Mar 3, 2015

Seek Humility

Mt. 23: 1-12

Jesus spoke to the crowds and to his disciples, saying,
“The scribes and the Pharisees
have taken their seat on the chair of Moses.
Therefore, do and observe all things whatsoever they tell you,
but do not follow their example.
For they preach but they do not practice.
They tie up heavy burdens hard to carry
and lay them on people’s shoulders,
but they will not lift a finger to move them.
All their works are performed to be seen.
They widen their phylacteries and lengthen their tassels.
They love places of honor at banquets, seats of honor in synagogues,
greetings in marketplaces, and the salutation ‘Rabbi.’
As for you, do not be called ‘Rabbi.’
You have but one teacher, and you are all brothers.
Call no one on earth your father;
you have but one Father in heaven.
Do not be called ‘Master’;
you have but one master, the Christ.
The greatest among you must be your servant.
Whoever exalts himself will be humbled;
but whoever humbles himself will be exalted.”

A country western song once chimed:  “Lord, it's hard to be humble when you’re perfect in so many ways!” Really?

Have you ever had the experience of being humiliated?  It is very different from acting with humility.  Humiliation implies being taken advantage of, or being shamed into admitting a suddenly uncovered truth about our bad behavior, or going unappreciated for something I’ve done well while another receives the praise.

Humility implies being unpretentious, to seek no praise for a good deed, to do good anonymously, to see service to others as a higher goal, to know one’s own limitations and not to pretend to be something we are not.  In prayer we may say that we know we are sinners in need of constant conversion yet we are loved by a God who seeks to forgive us time and time again.

Humiliation is unpleasant and to humiliate another deliberately is a sin of disrespect.  Humility is an attractive virtue and imitates the very heart of God’s love for us in Christ who humbled himself for our sakes.

In this Tuesday’s Gospel we hear Jesus warning against the danger of pride and position.  He speaks of the scribes and Pharisees who “preach but do not practice.”  These men of authority should be followed in their teaching, Jesus reminds us, because of their position.  But their lives are no good example of right living.  The danger of titles and positions of honor can easily lure one into thinking that we are more important than we are or that we are entitled to certain perks and exceptions to the law above others. While titles of honor and positons of authority are the natural flow of things, we must constantly remind ourselves that we are called ultimately to lives of selfless service to others.  Jesus does not mince words when he says: “The greatest among you must be your servant …whoever humbles himself will be exalted.”

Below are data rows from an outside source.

//! # 拟合得到的对势计算器
//!
//! E = Σ E0 + Σ_k c_k B_k，力与维里同样由描述符线性组合得到。
//! 委员会系数用于估计能量的不确定度。模型以 JSON 保存与读取。
//!
//! ## 依赖关系
//! - 被 `fit/mod.rs`, `fixtures/`, `commands/` 使用
//! - 实现 `calculator::Calculator`
//! - 使用 `serde_json` 持久化

use crate::calculator::{CalcResults, Calculator};
use crate::error::{AceError, Result};
use crate::fit::basis::{Descriptors, PairBasis};
use crate::fit::problem::reference_energy;
use crate::models::Configuration;

use nalgebra::{DVector, Matrix3, Vector3};
use serde::{Deserialize, Serialize};
use std::collections::BTreeMap;
use std::fs;
use std::path::Path;

fn default_name() -> String {
    "pair-ace".to_string()
}

/// 线性对势模型
#[derive(Debug, Clone, PartialEq, Serialize, Deserialize)]
pub struct FittedPairCalculator {
    #[serde(default = "default_name")]
    pub name: String,
    pub basis: PairBasis,
    pub e0s: BTreeMap<String, f64>,
    pub coef: Vec<f64>,
    #[serde(default)]
    pub committee: Vec<Vec<f64>>,
}

impl FittedPairCalculator {
    pub fn new(
        basis: PairBasis,
        e0s: BTreeMap<String, f64>,
        coef: &DVector<f64>,
        committee: &[DVector<f64>],
    ) -> Result<Self> {
        let calc = FittedPairCalculator {
            name: default_name(),
            basis,
            e0s,
            coef: coef.iter().copied().collect(),
            committee: committee
                .iter()
                .map(|c| c.iter().copied().collect())
                .collect(),
        };
        calc.validate()?;
        Ok(calc)
    }

    fn validate(&self) -> Result<()> {
        let n = self.basis.len();
        if self.coef.len() != n {
            return Err(AceError::ShapeMismatch(format!(
                "{} coefficients for a basis of {} functions",
                self.coef.len(),
                n
            )));
        }
        if let Some(bad) = self.committee.iter().find(|c| c.len() != n) {
            return Err(AceError::ShapeMismatch(format!(
                "committee member has {} coefficients for a basis of {} functions",
                bad.len(),
                n
            )));
        }
        Ok(())
    }

    /// 委员会成员数
    pub fn committee_size(&self) -> usize {
        self.committee.len()
    }

    /// 每个委员会成员预测的能量
    pub fn committee_energies(&self, config: &Configuration) -> Result<Vec<f64>> {
        let desc = self.basis.descriptors(config)?;
        let e0 = reference_energy(config, &self.e0s)?;
        Ok(self
            .committee
            .iter()
            .map(|c| e0 + dot(desc.energy.as_slice(), c))
            .collect())
    }

    /// 写出 JSON
    pub fn save_json(&self, path: &Path) -> Result<()> {
        let json = serde_json::to_string_pretty(self)?;
        fs::write(path, json).map_err(|e| AceError::FileWriteError {
            path: path.display().to_string(),
            source: e,
        })
    }

    /// 读取 JSON
    pub fn load_json(path: &Path) -> Result<Self> {
        let content = fs::read_to_string(path).map_err(|e| AceError::FileReadError {
            path: path.display().to_string(),
            source: e,
        })?;
        let calc: FittedPairCalculator = serde_json::from_str(&content)?;
        calc.validate()?;
        Ok(calc)
    }

    fn evaluate(&self, config: &Configuration, desc: &Descriptors) -> Result<CalcResults> {
        let c = DVector::from_column_slice(&self.coef);

        let energy = reference_energy(config, &self.e0s)? + desc.energy.dot(&c);

        let flat = &desc.forces * &c;
        let forces = flat
            .as_slice()
            .chunks_exact(3)
            .map(|f| Vector3::new(f[0], f[1], f[2]))
            .collect();

        let virial: Matrix3<f64> = desc
            .virial
            .iter()
            .zip(&self.coef)
            .map(|(w, ck)| w * *ck)
            .sum();
        let volume = config.volume();
        let stress = if config.is_periodic() && volume > 0.0 {
            -virial / volume
        } else {
            Matrix3::zeros()
        };

        Ok(CalcResults {
            energy,
            forces,
            stress,
            unbiased_energy: None,
        })
    }
}

fn dot(a: &[f64], b: &[f64]) -> f64 {
    a.iter().zip(b).map(|(x, y)| x * y).sum()
}

impl Calculator for FittedPairCalculator {
    fn calculate(&self, config: &Configuration) -> Result<CalcResults> {
        let desc = self.basis.descriptors(config)?;
        self.evaluate(config, &desc)
    }

    fn name(&self) -> &str {
        &self.name
    }
}

#[cfg(test)]
mod tests {
    use super::*;
    use crate::fit::basis::{define_basis, BasisFlavour, BasisInfo};
    use crate::models::Cell;
    use approx::assert_relative_eq;

    fn model() -> FittedPairCalculator {
        let basis = define_basis(&BasisInfo {
            elements: vec!["Al".into()],
            cor_order: 2,
            maxdeg: 3,
            r_cut: 3.75,
            r_in: 2.0,
            r_0: 2.828,
            pairs_r_dict: BTreeMap::new(),
            maxdeg_pair: None,
            r_cut_pair: None,
            flavour: BasisFlavour::Standard,
        })
        .unwrap()
        .basis;
        let coef = DVector::from_vec(vec![-1.0, 0.5, 0.2]);
        let committee = vec![coef.clone(), DVector::from_vec(vec![-1.1, 0.4, 0.3])];
        FittedPairCalculator::new(basis, BTreeMap::from([("Al".to_string(), -0.1)]), &coef, &committee)
            .unwrap()
    }

    fn distorted_fcc() -> Configuration {
        let prim = Configuration::new(
            vec!["Al".into()],
            vec![Vector3::zeros()],
            Cell::from_vectors([[2.0, 2.0, 0.0], [2.0, 0.0, 2.0], [0.0, 2.0, 2.0]]),
            [true; 3],
        )
        .unwrap();
        let mut sc = prim.repeat([2, 2, 2]);
        sc.positions[1] += Vector3::new(0.04, -0.02, 0.03);
        sc.positions[6] += Vector3::new(-0.05, 0.02, 0.01);
        sc
    }

    #[test]
    fn test_forces_match_finite_difference() {
        let calc = model();
        let config = distorted_fcc();
        let results = calc.calculate(&config).unwrap();

        let h = 1e-5;
        for (atom, k) in [(1, 0), (1, 2), (6, 1), (0, 0)] {
            let mut plus = config.clone();
            plus.positions[atom][k] += h;
            let mut minus = config.clone();
            minus.positions[atom][k] -= h;
            let numeric =
                -(calc.calculate(&plus).unwrap().energy - calc.calculate(&minus).unwrap().energy) / (2.0 * h);
            assert_relative_eq!(results.forces[atom][k], numeric, epsilon = 1e-6);
        }
    }

    #[test]
    fn test_stress_matches_strain_derivative() {
        let calc = model();
        let config = distorted_fcc();
        let results = calc.calculate(&config).unwrap();
        let volume = config.volume();

        let h = 1e-5;
        for (a, b) in [(0, 0), (2, 2), (0, 2)] {
            let mut eps = Matrix3::zeros();
            eps[(a, b)] += 0.5 * h;
            eps[(b, a)] += 0.5 * h;
            let strained = |sign: f64| {
                let mut c = config.clone();
                let cell = crate::models::Cell {
                    matrix: config.cell.matrix * (Matrix3::identity() + eps * sign),
                };
                c.set_cell_scaled(cell).unwrap();
                calc.calculate(&c).unwrap().energy
            };
            let numeric = (strained(1.0) - strained(-1.0)) / (2.0 * h) / volume;
            assert_relative_eq!(results.stress[(a, b)], numeric, epsilon = 1e-6);
        }
    }

    #[test]
    fn test_committee_energies() {
        let calc = model();
        let config = distorted_fcc();
        let energies = calc.committee_energies(&config).unwrap();
        assert_eq!(energies.len(), 2);
        // 第一个成员与均值系数相同
        assert_relative_eq!(energies[0], calc.calculate(&config).unwrap().energy, epsilon = 1e-10);
        assert!((energies[1] - energies[0]).abs() > 1e-6);
    }

    #[test]
    fn test_json_round_trip() {
        let dir = tempfile::tempdir().unwrap();
        let path = dir.path().join("model.json");
        let calc = model();
        calc.save_json(&path).unwrap();
        let loaded = FittedPairCalculator::load_json(&path).unwrap();
        assert_eq!(loaded, calc);
    }

    #[test]
    fn test_load_rejects_wrong_coefficient_count() {
        let dir = tempfile::tempdir().unwrap();
        let path = dir.path().join("model.json");
        let mut calc = model();
        calc.coef.push(1.0);
        std::fs::write(&path, serde_json::to_string(&calc).unwrap()).unwrap();
        assert!(matches!(
            FittedPairCalculator::load_json(&path),
            Err(AceError::ShapeMismatch(_))
        ));
    }
}
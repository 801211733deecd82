//! # 误差报告模块
//!
//! 拟合势相对参考数据的误差表构建与导出。
//!
//! ## 子模块
//! - `error_table`: RMSE 聚合
//! - `export`: 终端表格与 CSV 输出
//!
//! ## 依赖关系
//! - 被 `commands/errors.rs` 使用
//! - 使用 `calculator/`, `models/`

pub mod error_table;
pub mod export;

pub use error_table::{error_table, rmse, ConfigSet, DataKeys, ErrorRow, ErrorTable, Property};
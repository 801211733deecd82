//! # 扩展 XYZ (extxyz) 格式解析器
//!
//! 读写 ASE 风格的扩展 XYZ 文件，一个文件可包含多帧。
//!
//! ## extxyz 格式说明
//! ```text
//! 2                                          # 原子数
//! Lattice="4 0 0 0 4 0 0 0 4" Properties=species:S:1:pos:R:3:REF_forces:R:3 REF_energy=-3.2 pbc="T T T"
//! Al 0.0 0.0 0.0 0.01 0.00 -0.02            # species, pos, 其他每原子列
//! Al 2.0 2.0 0.0 -0.01 0.00 0.02
//! ```
//!
//! 注释行中除 `Lattice`, `Properties`, `pbc` 外的键值对存入 `info`，
//! 数值单值为标量，多值为向量。
//!
//! ## 依赖关系
//! - 被 `parsers/mod.rs` 使用
//! - 使用 `models/structure.rs`
//! - 使用 `regex` 切分注释行键值对

use crate::error::{AceError, Result};
use crate::models::{Cell, Configuration, InfoValue, PerAtomArray};

use nalgebra::{Matrix3, Vector3};
use regex::Regex;
use std::fs;
use std::path::Path;

/// 每原子列定义
#[derive(Debug, Clone)]
struct Column {
    name: String,
    kind: char,
    width: usize,
}

/// 解析 extxyz 文件
pub fn parse_extxyz_file(path: &Path) -> Result<Vec<Configuration>> {
    let content = fs::read_to_string(path).map_err(|e| AceError::FileReadError {
        path: path.display().to_string(),
        source: e,
    })?;

    parse_extxyz_content(&content, &path.display().to_string())
}

/// 从字符串内容解析 extxyz 格式
pub fn parse_extxyz_content(content: &str, source_name: &str) -> Result<Vec<Configuration>> {
    let lines: Vec<&str> = content.lines().collect();
    let mut configs = Vec::new();
    let mut idx = 0;

    while idx < lines.len() {
        if lines[idx].trim().is_empty() {
            idx += 1;
            continue;
        }

        let n_atoms: usize = lines[idx]
            .trim()
            .parse()
            .map_err(|_| parse_error(source_name, idx, "expected atom count"))?;

        if idx + 2 + n_atoms > lines.len() {
            return Err(parse_error(source_name, idx, "truncated frame"));
        }

        let config = parse_frame(
            lines[idx + 1],
            &lines[idx + 2..idx + 2 + n_atoms],
            n_atoms,
            source_name,
            idx,
        )?;
        configs.push(config);
        idx += 2 + n_atoms;
    }

    Ok(configs)
}

/// 解析单帧
fn parse_frame(
    comment: &str,
    atom_lines: &[&str],
    n_atoms: usize,
    source_name: &str,
    first_line: usize,
) -> Result<Configuration> {
    if atom_lines.len() < n_atoms {
        return Err(parse_error(source_name, first_line, "truncated frame"));
    }

    let pairs = split_key_values(comment)?;

    let mut cell = Cell {
        matrix: Matrix3::zeros(),
    };
    let mut pbc: Option<[bool; 3]> = None;
    let mut has_lattice = false;
    let mut columns = default_columns();
    let mut info = Vec::new();

    for (key, value) in pairs {
        match key.to_lowercase().as_str() {
            "lattice" => {
                let values: Vec<f64> = parse_floats(&value)
                    .ok_or_else(|| parse_error(source_name, first_line + 1, "bad Lattice"))?;
                if values.len() != 9 {
                    return Err(parse_error(
                        source_name,
                        first_line + 1,
                        "Lattice needs 9 values",
                    ));
                }
                cell = Cell {
                    matrix: Matrix3::from_row_slice(&values),
                };
                has_lattice = true;
            }
            "properties" => {
                columns = parse_properties(&value)
                    .ok_or_else(|| parse_error(source_name, first_line + 1, "bad Properties"))?;
            }
            "pbc" => {
                let flags: Vec<bool> = value.split_whitespace().filter_map(parse_bool).collect();
                if flags.len() != 3 {
                    return Err(parse_error(source_name, first_line + 1, "pbc needs 3 flags"));
                }
                pbc = Some([flags[0], flags[1], flags[2]]);
            }
            _ => info.push((key, parse_info_value(&value))),
        }
    }

    let pbc = pbc.unwrap_or([has_lattice; 3]);

    if !columns.iter().any(|c| c.name == "pos") {
        return Err(parse_error(
            source_name,
            first_line + 1,
            "Properties lacks 'pos'",
        ));
    }

    let mut symbols = Vec::with_capacity(n_atoms);
    let mut positions = Vec::with_capacity(n_atoms);
    let mut arrays: Vec<(String, usize, Vec<f64>)> = columns
        .iter()
        .filter(|c| c.name != "species" && c.name != "pos" && c.kind != 'S')
        .map(|c| (c.name.clone(), c.width, Vec::with_capacity(n_atoms * c.width)))
        .collect();

    for (offset, line) in atom_lines.iter().take(n_atoms).enumerate() {
        let line_no = first_line + 2 + offset;
        let fields: Vec<&str> = line.split_whitespace().collect();
        let expected: usize = columns.iter().map(|c| c.width).sum();
        if fields.len() < expected {
            return Err(parse_error(
                source_name,
                line_no,
                &format!("expected {} columns, found {}", expected, fields.len()),
            ));
        }

        let mut cursor = 0;
        for column in &columns {
            let cells = &fields[cursor..cursor + column.width];
            cursor += column.width;

            match (column.name.as_str(), column.kind) {
                ("species", _) => symbols.push(cells[0].to_string()),
                (_, 'S') => {}
                ("pos", _) => {
                    let v = parse_cells(cells, column.kind)
                        .ok_or_else(|| parse_error(source_name, line_no, "bad position"))?;
                    if v.len() != 3 {
                        return Err(parse_error(source_name, line_no, "pos needs 3 columns"));
                    }
                    positions.push(Vector3::new(v[0], v[1], v[2]));
                }
                (name, kind) => {
                    let v = parse_cells(cells, kind).ok_or_else(|| {
                        parse_error(source_name, line_no, &format!("bad value in '{}'", name))
                    })?;
                    if let Some(slot) = arrays.iter_mut().find(|(n, _, _)| n == name) {
                        slot.2.extend(v);
                    }
                }
            }
        }
    }

    if symbols.len() != n_atoms {
        return Err(parse_error(
            source_name,
            first_line + 1,
            "Properties lacks 'species'",
        ));
    }

    let mut config = Configuration::new(symbols, positions, cell, pbc)?;
    for (key, value) in info {
        config.set_info(key, value);
    }
    for (name, width, data) in arrays {
        config.set_array(name, PerAtomArray::new(width, data))?;
    }

    Ok(config)
}

/// 切分注释行中的 key=value / key="quoted value"
fn split_key_values(comment: &str) -> Result<Vec<(String, String)>> {
    let re = Regex::new(r#"([A-Za-z_][A-Za-z0-9_\-]*)\s*=\s*(?:"([^"]*)"|(\S+))"#)
        .map_err(|e| AceError::Other(e.to_string()))?;

    Ok(re
        .captures_iter(comment)
        .map(|cap| {
            let key = cap[1].to_string();
            let value = cap
                .get(2)
                .or_else(|| cap.get(3))
                .map(|m| m.as_str().to_string())
                .unwrap_or_default();
            (key, value)
        })
        .collect())
}

/// 缺省列定义 species:S:1:pos:R:3
fn default_columns() -> Vec<Column> {
    vec![
        Column {
            name: "species".to_string(),
            kind: 'S',
            width: 1,
        },
        Column {
            name: "pos".to_string(),
            kind: 'R',
            width: 3,
        },
    ]
}

/// 解析 Properties=name:type:ncols:...
fn parse_properties(value: &str) -> Option<Vec<Column>> {
    let parts: Vec<&str> = value.split(':').collect();
    if parts.len() % 3 != 0 || parts.is_empty() {
        return None;
    }

    parts
        .chunks(3)
        .map(|chunk| {
            let kind = chunk[1].chars().next()?.to_ascii_uppercase();
            if !matches!(kind, 'S' | 'R' | 'I' | 'L') {
                return None;
            }
            Some(Column {
                name: chunk[0].to_string(),
                kind,
                width: chunk[2].parse().ok()?,
            })
        })
        .collect()
}

fn parse_cells(cells: &[&str], kind: char) -> Option<Vec<f64>> {
    cells
        .iter()
        .map(|s| match kind {
            'L' => parse_bool(s).map(|b| if b { 1.0 } else { 0.0 }),
            _ => s.parse::<f64>().ok(),
        })
        .collect()
}

fn parse_floats(value: &str) -> Option<Vec<f64>> {
    value
        .split_whitespace()
        .map(|s| s.parse::<f64>().ok())
        .collect()
}

fn parse_bool(s: &str) -> Option<bool> {
    match s {
        "T" | "True" | "true" => Some(true),
        "F" | "False" | "false" => Some(false),
        _ => None,
    }
}

fn parse_info_value(value: &str) -> InfoValue {
    match parse_floats(value) {
        Some(v) if v.len() == 1 => InfoValue::Scalar(v[0]),
        Some(v) if !v.is_empty() => InfoValue::Vector(v),
        _ => InfoValue::Text(value.to_string()),
    }
}

fn parse_error(source_name: &str, line: usize, reason: &str) -> AceError {
    AceError::ParseError {
        format: "extxyz".to_string(),
        path: source_name.to_string(),
        reason: format!("line {}: {}", line + 1, reason),
    }
}

/// 将构型列表写为 extxyz 字符串
pub fn to_extxyz_string(configs: &[Configuration]) -> String {
    let mut result = String::new();

    for config in configs {
        result.push_str(&format!("{}\n", config.len()));

        let mut header = Vec::new();

        let m = config.cell.matrix;
        if config.is_periodic() || m.iter().any(|&v| v != 0.0) {
            let lattice: Vec<String> = m.transpose().iter().map(|v| v.to_string()).collect();
            header.push(format!("Lattice=\"{}\"", lattice.join(" ")));
        }

        let mut properties = String::from("species:S:1:pos:R:3");
        for (name, array) in &config.arrays {
            properties.push_str(&format!(":{}:R:{}", name, array.width));
        }
        header.push(format!("Properties={}", properties));

        for (key, value) in &config.info {
            match value {
                InfoValue::Scalar(v) => header.push(format!("{}={}", key, v)),
                InfoValue::Vector(v) => {
                    let joined: Vec<String> = v.iter().map(|x| x.to_string()).collect();
                    header.push(format!("{}=\"{}\"", key, joined.join(" ")));
                }
                InfoValue::Text(t) => header.push(format!("{}=\"{}\"", key, t)),
            }
        }

        let flags: Vec<&str> = config
            .pbc
            .iter()
            .map(|&p| if p { "T" } else { "F" })
            .collect();
        header.push(format!("pbc=\"{}\"", flags.join(" ")));

        result.push_str(&header.join(" "));
        result.push('\n');

        for (i, (symbol, pos)) in config.symbols.iter().zip(&config.positions).enumerate() {
            result.push_str(&format!(
                "{:<3} {:16.10} {:16.10} {:16.10}",
                symbol, pos.x, pos.y, pos.z
            ));
            for array in config.arrays.values() {
                for v in array.row(i) {
                    result.push_str(&format!(" {:16.10}", v));
                }
            }
            result.push('\n');
        }
    }

    result
}

/// 写出 extxyz 文件
pub fn write_extxyz_file(path: &Path, configs: &[Configuration]) -> Result<()> {
    fs::write(path, to_extxyz_string(configs)).map_err(|e| AceError::FileWriteError {
        path: path.display().to_string(),
        source: e,
    })
}

#[cfg(test)]
mod tests {
    use super::*;

    const TWO_FRAMES: &str = r#"2
Lattice="4.0 0.0 0.0 0.0 4.0 0.0 0.0 0.0 4.0" Properties=species:S:1:pos:R:3:REF_forces:R:3 REF_energy=-3.5 REF_virial="1 0 0 0 1 0 0 0 1" config_type=bulk pbc="T T T"
Al 0.0 0.0 0.0 0.1 0.2 0.3
Al 2.0 2.0 0.0 -0.1 -0.2 -0.3
1
Properties=species:S:1:pos:R:3 energy=-0.5
Si 0.0 0.0 0.0
"#;

    #[test]
    fn test_parse_two_frames() {
        let configs = parse_extxyz_content(TWO_FRAMES, "test").unwrap();
        assert_eq!(configs.len(), 2);

        let bulk = &configs[0];
        assert_eq!(bulk.len(), 2);
        assert_eq!(bulk.pbc, [true; 3]);
        assert!((bulk.volume() - 64.0).abs() < 1e-9);
        assert_eq!(bulk.info_scalar("REF_energy"), Some(-3.5));
        assert_eq!(bulk.info_vector("REF_virial").unwrap().len(), 9);
        assert_eq!(
            bulk.info.get("config_type"),
            Some(&InfoValue::Text("bulk".to_string()))
        );
        let forces = &bulk.arrays["REF_forces"];
        assert_eq!(forces.row(1), &[-0.1, -0.2, -0.3]);

        let isolated = &configs[1];
        assert_eq!(isolated.symbols, vec!["Si".to_string()]);
        assert_eq!(isolated.pbc, [false; 3]);
    }

    #[test]
    fn test_round_trip_keeps_reference_data() {
        let configs = parse_extxyz_content(TWO_FRAMES, "test").unwrap();
        let text = to_extxyz_string(&configs);
        let reparsed = parse_extxyz_content(&text, "round_trip").unwrap();

        assert_eq!(reparsed.len(), 2);
        assert_eq!(reparsed[0].info_scalar("REF_energy"), Some(-3.5));
        assert_eq!(reparsed[0].arrays["REF_forces"], configs[0].arrays["REF_forces"]);
        assert_eq!(reparsed[0].cell, configs[0].cell);
        assert_eq!(reparsed[1].pbc, [false; 3]);
    }

    #[test]
    fn test_truncated_frame_is_error() {
        let content = "3\nProperties=species:S:1:pos:R:3\nAl 0 0 0\n";
        assert!(parse_extxyz_content(content, "short").is_err());
    }

    #[test]
    fn test_bad_atom_count() {
        assert!(parse_extxyz_content("abc\n\n", "bad").is_err());
    }
}
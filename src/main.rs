//! # acereport 命令行入口
//!
//! ## 子命令
//! - `errors` - 误差表
//! - `traj`   - 轨迹数据堆叠图
//! - `dimers` - 二聚体能量曲线
//! - `fit`    - 拟合对基模型
//! - `synth`  - 生成合成铝数据

use acereport::cli::Cli;
use acereport::{commands, utils};
use clap::Parser;

fn main() {
    // Initialize colored output for Windows compatibility
    #[cfg(windows)]
    colored::control::set_virtual_terminal(true).ok();

    env_logger::Builder::from_env(env_logger::Env::default().default_filter_or("warn"))
        .format_timestamp(None)
        .init();

    let cli = Cli::parse();

    if let Err(e) = commands::run(cli.command) {
        utils::output::print_error(&format!("{}", e));
        std::process::exit(1);
    }
}
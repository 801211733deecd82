//! # 应力 / 维里张量工具
//!
//! Voigt 顺序: xx, yy, zz, yz, xz, xy

use nalgebra::Matrix3;

/// 3x3 张量 -> Voigt 6 分量，非对角项取对称平均
pub fn full_3x3_to_voigt_6(m: &Matrix3<f64>) -> [f64; 6] {
    [
        m[(0, 0)],
        m[(1, 1)],
        m[(2, 2)],
        0.5 * (m[(1, 2)] + m[(2, 1)]),
        0.5 * (m[(0, 2)] + m[(2, 0)]),
        0.5 * (m[(0, 1)] + m[(1, 0)]),
    ]
}

/// Voigt 6 分量 -> 对称 3x3 张量
pub fn voigt_6_to_full_3x3(v: &[f64; 6]) -> Matrix3<f64> {
    Matrix3::new(v[0], v[5], v[4], v[5], v[1], v[3], v[4], v[3], v[2])
}

/// 将存储的参考维里（9 个或 6 个分量）转为完整 3x3
pub fn tensor_from_flat(values: &[f64]) -> Option<Matrix3<f64>> {
    match values.len() {
        9 => Some(Matrix3::from_row_slice(values)),
        6 => {
            let v: [f64; 6] = values.try_into().ok()?;
            Some(voigt_6_to_full_3x3(&v))
        }
        _ => None,
    }
}

/// 3x3 张量按行主序平铺
pub fn flatten_3x3(m: &Matrix3<f64>) -> Vec<f64> {
    (0..3)
        .flat_map(|i| (0..3).map(move |j| (i, j)))
        .map(|(i, j)| m[(i, j)])
        .collect()
}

In our present day Catholic culture our Holy Father Pope Francis has touched on this theme time and time again; principally to those who have been given positons of leadership in the Church: our Bishops and Priests. Our parishioners are good to us, generous and patient for the most part, yet we can never forget that such advantages are not automatic.  In today’s culture, and for very good reason, respect should be earned and then given to others in return.  The scandal of the priest child sexual abuse remains a humiliating chapter in Church history.  Such behavior is absolutely a grave offense against the innocence of children and a serious failure on the part of leadership in the Church.  We all know how painful it has been. The Church has reached out to the innocent and attempted to create reconciliation with them in some powerful ways.  We must never assume it is over.

Yet, if there is any good side to it, we have been reminded about the value of innocent life.  Those who have victimized the innocent either directly or indirectly carry a responsibility to make amends.  But it has also reminded us of the dangers of allowing the seductive lure of too much authority to “go to our heads” as it were.

We must move forward chastened by this experience and bring out of it a new spirit of healing and selfless service to others.  One thing that has made our Pope Francis so attractive to not only the Catholic world but well beyond is that despite his position and the potential perks that go with the Papacy, he has put them aside in proper perspective.  He acts as a Pastor among his people and indeed seems to live what he preaches. 

There are similar examples in our lives that we can all point to of course.  Humble people who have inspired us in some way.  This Lent is a call not only to be forgiven of our pride and selfishness but also to walk humbly with our God. 

Do something today that is unexpected for another.  Act out of your heart rather than out of your position or desire to be seen.  Take a little time to be more attentive to our real motivations and pray for the grace of true humility in our life.  Have I taken advantage of another?  Have I gone overboard in expressing authority without consideration for the person(s) I am responsible for?

“Lord, I seek the grace of true humility and when I receive it may I not know I have it.”